- Exercise goal:
Repeat, exactly as written, the lines of the records below from the first through the line with "which always drags.", but none past it.

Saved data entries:

== Segment start ==

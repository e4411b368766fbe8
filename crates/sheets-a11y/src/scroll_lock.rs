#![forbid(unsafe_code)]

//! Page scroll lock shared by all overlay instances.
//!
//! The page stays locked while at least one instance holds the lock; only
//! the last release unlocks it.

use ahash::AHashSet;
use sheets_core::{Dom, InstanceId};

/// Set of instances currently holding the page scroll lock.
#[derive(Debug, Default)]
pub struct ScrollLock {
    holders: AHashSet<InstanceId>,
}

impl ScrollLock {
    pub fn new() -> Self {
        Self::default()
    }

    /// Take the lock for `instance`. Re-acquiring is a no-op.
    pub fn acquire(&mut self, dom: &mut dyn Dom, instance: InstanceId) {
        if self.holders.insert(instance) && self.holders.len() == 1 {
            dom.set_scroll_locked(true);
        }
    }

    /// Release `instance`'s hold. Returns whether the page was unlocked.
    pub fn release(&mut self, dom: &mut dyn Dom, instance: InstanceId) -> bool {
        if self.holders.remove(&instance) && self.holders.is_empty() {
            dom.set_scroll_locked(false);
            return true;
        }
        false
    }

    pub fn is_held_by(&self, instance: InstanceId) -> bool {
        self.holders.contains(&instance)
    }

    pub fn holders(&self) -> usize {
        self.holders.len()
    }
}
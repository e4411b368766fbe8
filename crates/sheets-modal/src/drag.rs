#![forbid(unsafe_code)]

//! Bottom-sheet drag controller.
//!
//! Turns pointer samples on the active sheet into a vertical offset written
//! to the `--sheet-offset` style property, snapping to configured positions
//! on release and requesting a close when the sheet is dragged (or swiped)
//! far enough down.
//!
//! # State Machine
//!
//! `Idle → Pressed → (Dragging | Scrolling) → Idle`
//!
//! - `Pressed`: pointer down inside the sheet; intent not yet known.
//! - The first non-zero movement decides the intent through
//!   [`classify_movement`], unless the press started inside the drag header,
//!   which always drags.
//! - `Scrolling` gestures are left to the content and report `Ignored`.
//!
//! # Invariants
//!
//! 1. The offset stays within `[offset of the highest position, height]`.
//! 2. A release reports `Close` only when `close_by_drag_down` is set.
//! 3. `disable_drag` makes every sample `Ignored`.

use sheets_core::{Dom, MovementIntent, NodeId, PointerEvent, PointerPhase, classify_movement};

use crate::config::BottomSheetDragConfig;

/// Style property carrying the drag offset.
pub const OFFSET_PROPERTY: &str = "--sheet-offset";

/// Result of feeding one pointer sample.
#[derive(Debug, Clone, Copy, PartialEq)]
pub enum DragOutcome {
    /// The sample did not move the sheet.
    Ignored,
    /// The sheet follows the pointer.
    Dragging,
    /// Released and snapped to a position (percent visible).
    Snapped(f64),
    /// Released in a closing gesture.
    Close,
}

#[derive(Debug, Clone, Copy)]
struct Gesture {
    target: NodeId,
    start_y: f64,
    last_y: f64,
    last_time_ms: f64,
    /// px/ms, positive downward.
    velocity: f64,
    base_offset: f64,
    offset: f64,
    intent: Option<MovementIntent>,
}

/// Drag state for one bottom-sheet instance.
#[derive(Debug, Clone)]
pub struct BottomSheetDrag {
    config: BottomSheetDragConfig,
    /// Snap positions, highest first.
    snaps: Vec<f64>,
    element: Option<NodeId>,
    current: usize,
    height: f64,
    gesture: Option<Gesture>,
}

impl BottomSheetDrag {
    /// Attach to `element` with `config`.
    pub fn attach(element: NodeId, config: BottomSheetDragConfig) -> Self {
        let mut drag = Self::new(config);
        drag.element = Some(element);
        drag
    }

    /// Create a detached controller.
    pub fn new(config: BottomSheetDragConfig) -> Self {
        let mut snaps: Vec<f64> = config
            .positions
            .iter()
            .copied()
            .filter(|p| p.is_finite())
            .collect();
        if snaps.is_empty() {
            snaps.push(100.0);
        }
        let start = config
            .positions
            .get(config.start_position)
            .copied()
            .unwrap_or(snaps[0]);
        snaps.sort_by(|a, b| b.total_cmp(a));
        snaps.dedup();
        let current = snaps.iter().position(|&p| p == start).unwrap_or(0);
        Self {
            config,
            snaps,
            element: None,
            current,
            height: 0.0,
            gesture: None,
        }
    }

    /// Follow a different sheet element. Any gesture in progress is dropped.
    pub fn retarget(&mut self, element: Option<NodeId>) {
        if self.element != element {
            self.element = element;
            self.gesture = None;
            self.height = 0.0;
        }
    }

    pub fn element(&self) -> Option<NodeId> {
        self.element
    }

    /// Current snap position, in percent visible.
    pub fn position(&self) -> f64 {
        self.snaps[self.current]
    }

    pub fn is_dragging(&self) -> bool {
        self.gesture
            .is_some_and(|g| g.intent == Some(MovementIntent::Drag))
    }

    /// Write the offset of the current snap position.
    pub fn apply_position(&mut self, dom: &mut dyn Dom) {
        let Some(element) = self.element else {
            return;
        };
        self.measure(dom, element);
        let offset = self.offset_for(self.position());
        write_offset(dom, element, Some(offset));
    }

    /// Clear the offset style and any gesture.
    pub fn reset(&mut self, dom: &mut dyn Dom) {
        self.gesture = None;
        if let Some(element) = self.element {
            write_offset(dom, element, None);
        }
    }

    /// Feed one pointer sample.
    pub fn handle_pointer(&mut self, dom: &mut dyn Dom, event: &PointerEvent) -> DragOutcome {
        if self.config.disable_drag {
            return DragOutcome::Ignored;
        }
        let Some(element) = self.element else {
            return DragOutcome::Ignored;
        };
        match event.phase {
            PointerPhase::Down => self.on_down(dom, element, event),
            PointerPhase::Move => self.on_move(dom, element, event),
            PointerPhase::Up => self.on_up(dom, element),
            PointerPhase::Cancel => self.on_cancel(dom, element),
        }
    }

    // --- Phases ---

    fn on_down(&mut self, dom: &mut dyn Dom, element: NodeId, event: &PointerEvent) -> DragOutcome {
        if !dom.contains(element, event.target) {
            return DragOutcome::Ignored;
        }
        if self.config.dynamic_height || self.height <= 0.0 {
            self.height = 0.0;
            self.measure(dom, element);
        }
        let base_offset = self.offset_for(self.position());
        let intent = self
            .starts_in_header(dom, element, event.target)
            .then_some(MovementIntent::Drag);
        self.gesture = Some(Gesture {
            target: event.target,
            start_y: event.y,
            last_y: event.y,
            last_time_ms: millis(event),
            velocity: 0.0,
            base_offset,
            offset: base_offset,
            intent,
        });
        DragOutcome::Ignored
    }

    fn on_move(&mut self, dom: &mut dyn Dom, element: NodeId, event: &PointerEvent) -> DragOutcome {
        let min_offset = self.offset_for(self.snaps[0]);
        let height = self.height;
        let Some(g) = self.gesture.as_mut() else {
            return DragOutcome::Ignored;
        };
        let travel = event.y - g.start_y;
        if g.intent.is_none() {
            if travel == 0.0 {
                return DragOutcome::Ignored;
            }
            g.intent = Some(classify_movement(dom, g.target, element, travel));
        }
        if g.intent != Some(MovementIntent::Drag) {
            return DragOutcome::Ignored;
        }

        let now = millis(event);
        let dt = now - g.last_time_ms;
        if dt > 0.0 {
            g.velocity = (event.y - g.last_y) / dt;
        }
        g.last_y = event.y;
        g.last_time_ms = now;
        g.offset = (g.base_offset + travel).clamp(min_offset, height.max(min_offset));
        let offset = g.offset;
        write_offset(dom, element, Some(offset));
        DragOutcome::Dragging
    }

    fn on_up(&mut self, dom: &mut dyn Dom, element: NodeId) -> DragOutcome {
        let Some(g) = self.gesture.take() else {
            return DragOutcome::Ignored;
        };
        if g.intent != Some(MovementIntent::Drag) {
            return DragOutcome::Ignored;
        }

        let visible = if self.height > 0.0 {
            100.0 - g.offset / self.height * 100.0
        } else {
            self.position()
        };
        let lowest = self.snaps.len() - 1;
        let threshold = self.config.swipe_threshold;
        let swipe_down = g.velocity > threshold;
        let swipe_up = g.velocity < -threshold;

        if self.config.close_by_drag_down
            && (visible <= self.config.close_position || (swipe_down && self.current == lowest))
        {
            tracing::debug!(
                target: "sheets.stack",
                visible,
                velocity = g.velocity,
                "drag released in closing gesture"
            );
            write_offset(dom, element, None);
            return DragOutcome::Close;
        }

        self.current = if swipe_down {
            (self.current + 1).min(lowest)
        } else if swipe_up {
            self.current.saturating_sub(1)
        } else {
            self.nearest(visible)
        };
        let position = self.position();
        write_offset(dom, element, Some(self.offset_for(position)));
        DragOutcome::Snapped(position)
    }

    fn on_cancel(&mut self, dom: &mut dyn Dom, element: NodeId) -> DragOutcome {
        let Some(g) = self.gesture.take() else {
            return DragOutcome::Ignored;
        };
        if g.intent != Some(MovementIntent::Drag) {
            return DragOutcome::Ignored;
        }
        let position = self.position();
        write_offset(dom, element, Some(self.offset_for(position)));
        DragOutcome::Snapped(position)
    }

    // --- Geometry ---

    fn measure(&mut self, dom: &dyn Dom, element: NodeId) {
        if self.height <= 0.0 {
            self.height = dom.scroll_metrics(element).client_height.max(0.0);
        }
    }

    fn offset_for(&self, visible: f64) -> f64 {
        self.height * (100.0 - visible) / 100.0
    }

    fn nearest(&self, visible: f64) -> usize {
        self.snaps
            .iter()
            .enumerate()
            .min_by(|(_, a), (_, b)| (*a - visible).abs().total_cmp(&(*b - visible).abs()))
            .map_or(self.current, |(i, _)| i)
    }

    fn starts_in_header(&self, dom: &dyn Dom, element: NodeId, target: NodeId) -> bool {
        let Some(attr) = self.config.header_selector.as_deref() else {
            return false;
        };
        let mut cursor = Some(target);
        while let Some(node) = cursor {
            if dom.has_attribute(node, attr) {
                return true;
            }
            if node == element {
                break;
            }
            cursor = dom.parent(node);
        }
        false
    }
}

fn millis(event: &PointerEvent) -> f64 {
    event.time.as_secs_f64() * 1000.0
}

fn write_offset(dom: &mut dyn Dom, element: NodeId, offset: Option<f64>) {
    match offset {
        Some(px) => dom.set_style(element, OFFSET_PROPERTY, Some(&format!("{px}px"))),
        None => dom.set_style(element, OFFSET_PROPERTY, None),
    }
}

== Segment end ==

- Written reply:
repository e4411b368766fbe8
filename crates/sheets-a11y/src/scroll_lock.rs
#![forbid(unsafe_code)]

//! Page scroll lock shared by all overlay instances.
//!
//! The page stays locked while at least one instance holds the lock; only
//! the last release unlocks it.

use ahash::AHashSet;
use sheets_core::{Dom, InstanceId};

/// Set of instances currently holding the page scroll lock.
#[derive(Debug, Default)]
pub struct ScrollLock {
    holders: AHashSet<InstanceId>,
}

impl ScrollLock {
    pub fn new() -> Self {
        Self::default()
    }

    /// Take the lock for `instance`. Re-acquiring is a no-op.
    pub fn acquire(&mut self, dom: &mut dyn Dom, instance: InstanceId) {
        if self.holders.insert(instance) && self.holders.len() == 1 {
            dom.set_scroll_locked(true);
        }
    }

    /// Release `instance`'s hold. Returns whether the page was unlocked.
    pub fn release(&mut self, dom: &mut dyn Dom, instance: InstanceId) -> bool {
        if self.holders.remove(&instance) && self.holders.is_empty() {
            dom.set_scroll_locked(false);
            return true;
        }
        false
    }

    pub fn is_held_by(&self, instance: InstanceId) -> bool {
        self.holders.contains(&instance)
    }

    pub fn holders(&self) -> usize {
        self.holders.len()
    }
}
repository e4411b368766fbe8
filename crates/sheets-modal/src/drag.rs
#![forbid(unsafe_code)]

//! Bottom-sheet drag controller.
//!
//! Turns pointer samples on the active sheet into a vertical offset written
//! to the `--sheet-offset` style property, snapping to configured positions
//! on release and requesting a close when the sheet is dragged (or swiped)
//! far enough down.
//!
//! # State Machine
//!
//! `Idle → Pressed → (Dragging | Scrolling) → Idle`
//!
//! - `Pressed`: pointer down inside the sheet; intent not yet known.
//! - The first non-zero movement decides the intent through
//!   [`classify_movement`], unless the press started inside the drag header,
//!   which always drags.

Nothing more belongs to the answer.